Collection entries:
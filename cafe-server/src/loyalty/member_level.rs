//! Member Level Engine
//!
//! Pure mapping from lifetime points to a tier and from a tier to its rates,
//! evaluated against a snapshot of the active tier configuration.

use super::error::{PointsError, PointsResult};
use crate::db::repository::member_level;
use shared::models::{MembershipTier, NextTierInfo, TierConfig, TierRates};
use sqlx::SqlitePool;

#[derive(Debug, Clone)]
pub struct MemberLevelEngine {
    /// Active tiers, ascending `min_points`
    tiers: Vec<TierConfig>,
}

impl MemberLevelEngine {
    pub fn new(mut tiers: Vec<TierConfig>) -> Self {
        tiers.retain(|t| t.is_active);
        tiers.sort_by_key(|t| (t.min_points, t.sort_order));
        Self { tiers }
    }

    /// Load the active tier configuration
    pub async fn load(pool: &SqlitePool) -> PointsResult<Self> {
        let tiers = member_level::find_active(pool).await?;
        if tiers.is_empty() {
            tracing::warn!("No active tier configuration rows; every rate lookup will fail");
        }
        Ok(Self::new(tiers))
    }

    /// Highest tier whose threshold is met; the lowest tier when none is
    pub fn tier_for(&self, lifetime_points: i64) -> MembershipTier {
        self.tiers
            .iter()
            .rev()
            .find(|t| lifetime_points >= t.min_points)
            .map(|t| t.tier)
            .unwrap_or_else(MembershipTier::lowest)
    }

    pub fn rate_for(&self, tier: MembershipTier) -> PointsResult<TierRates> {
        self.config(tier)
            .map(|t| TierRates {
                earning_multiplier: t.earning_multiplier,
                max_discount_percentage: t.max_discount_percentage,
            })
            .ok_or(PointsError::ConfigMissing(tier))
    }

    /// Next tier above `tier` and the lifetime points still needed to reach it
    pub fn next_tier(&self, tier: MembershipTier, lifetime_points: i64) -> Option<NextTierInfo> {
        self.tiers
            .iter()
            .find(|t| t.tier > tier && t.min_points > lifetime_points)
            .map(|t| NextTierInfo {
                tier: t.tier,
                display_name: t.display_name.clone(),
                required_points: t.min_points,
                points_needed: t.min_points - lifetime_points,
            })
    }

    pub fn config(&self, tier: MembershipTier) -> Option<&TierConfig> {
        self.tiers.iter().find(|t| t.tier == tier)
    }

    pub fn tiers(&self) -> &[TierConfig] {
        &self.tiers
    }
}
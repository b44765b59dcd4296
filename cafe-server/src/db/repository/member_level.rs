//! Member Level (tier config) Repository
//!
//! Reference data seeded by migration.

use super::{RepoError, RepoResult};
use crate::money::parse_rate;
use shared::models::{MembershipTier, TierConfig};
use sqlx::SqlitePool;

#[derive(sqlx::FromRow)]
struct MemberLevelRow {
    tier: MembershipTier,
    display_name: String,
    min_points: i64,
    earning_multiplier: String,
    max_discount_percentage: String,
    is_active: bool,
    sort_order: i32,
}

impl TryFrom<MemberLevelRow> for TierConfig {
    type Error = RepoError;

    fn try_from(row: MemberLevelRow) -> Result<Self, Self::Error> {
        let earning_multiplier = parse_rate(&row.earning_multiplier).map_err(|e| {
            RepoError::Validation(format!("{}: invalid earning_multiplier: {e}", row.tier))
        })?;
        let max_discount_percentage = parse_rate(&row.max_discount_percentage).map_err(|e| {
            RepoError::Validation(format!("{}: invalid max_discount_percentage: {e}", row.tier))
        })?;
        Ok(TierConfig {
            tier: row.tier,
            display_name: row.display_name,
            min_points: row.min_points,
            earning_multiplier,
            max_discount_percentage,
            is_active: row.is_active,
            sort_order: row.sort_order,
        })
    }
}

/// Active tiers, ascending threshold
pub async fn find_active(pool: &SqlitePool) -> RepoResult<Vec<TierConfig>> {
    let rows = sqlx::query_as::<_, MemberLevelRow>(
        "SELECT tier, display_name, min_points, earning_multiplier, max_discount_percentage, is_active, sort_order FROM member_level WHERE is_active = 1 ORDER BY min_points ASC, sort_order ASC",
    )
    .fetch_all(pool)
    .await?;
    rows.into_iter().map(TierConfig::try_from).collect()
}

/// Test-only switch for simulating missing tier config
#[cfg(test)]
pub async fn set_active(pool: &SqlitePool, tier: MembershipTier, is_active: bool) -> RepoResult<bool> {
    let rows = sqlx::query("UPDATE member_level SET is_active = ? WHERE tier = ?")
        .bind(is_active)
        .bind(tier)
        .execute(pool)
        .await?;
    Ok(rows.rows_affected() > 0)
}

What is required:
Starting at the top of the data above, repeat every line exactly until the line containing "Load the active tier configuration" has been given, then stop.

Answer below:
filename cafe-server/src/loyalty/member_level.rs
//! Member Level Engine
//!
//! Pure mapping from lifetime points to a tier and from a tier to its rates,
//! evaluated against a snapshot of the active tier configuration.

use super::error::{PointsError, PointsResult};
use crate::db::repository::member_level;
use shared::models::{MembershipTier, NextTierInfo, TierConfig, TierRates};
use sqlx::SqlitePool;

#[derive(Debug, Clone)]
pub struct MemberLevelEngine {
    /// Active tiers, ascending `min_points`
    tiers: Vec<TierConfig>,
}

impl MemberLevelEngine {
    pub fn new(mut tiers: Vec<TierConfig>) -> Self {
        tiers.retain(|t| t.is_active);
        tiers.sort_by_key(|t| (t.min_points, t.sort_order));
        Self { tiers }
    }

    /// Load the active tier configuration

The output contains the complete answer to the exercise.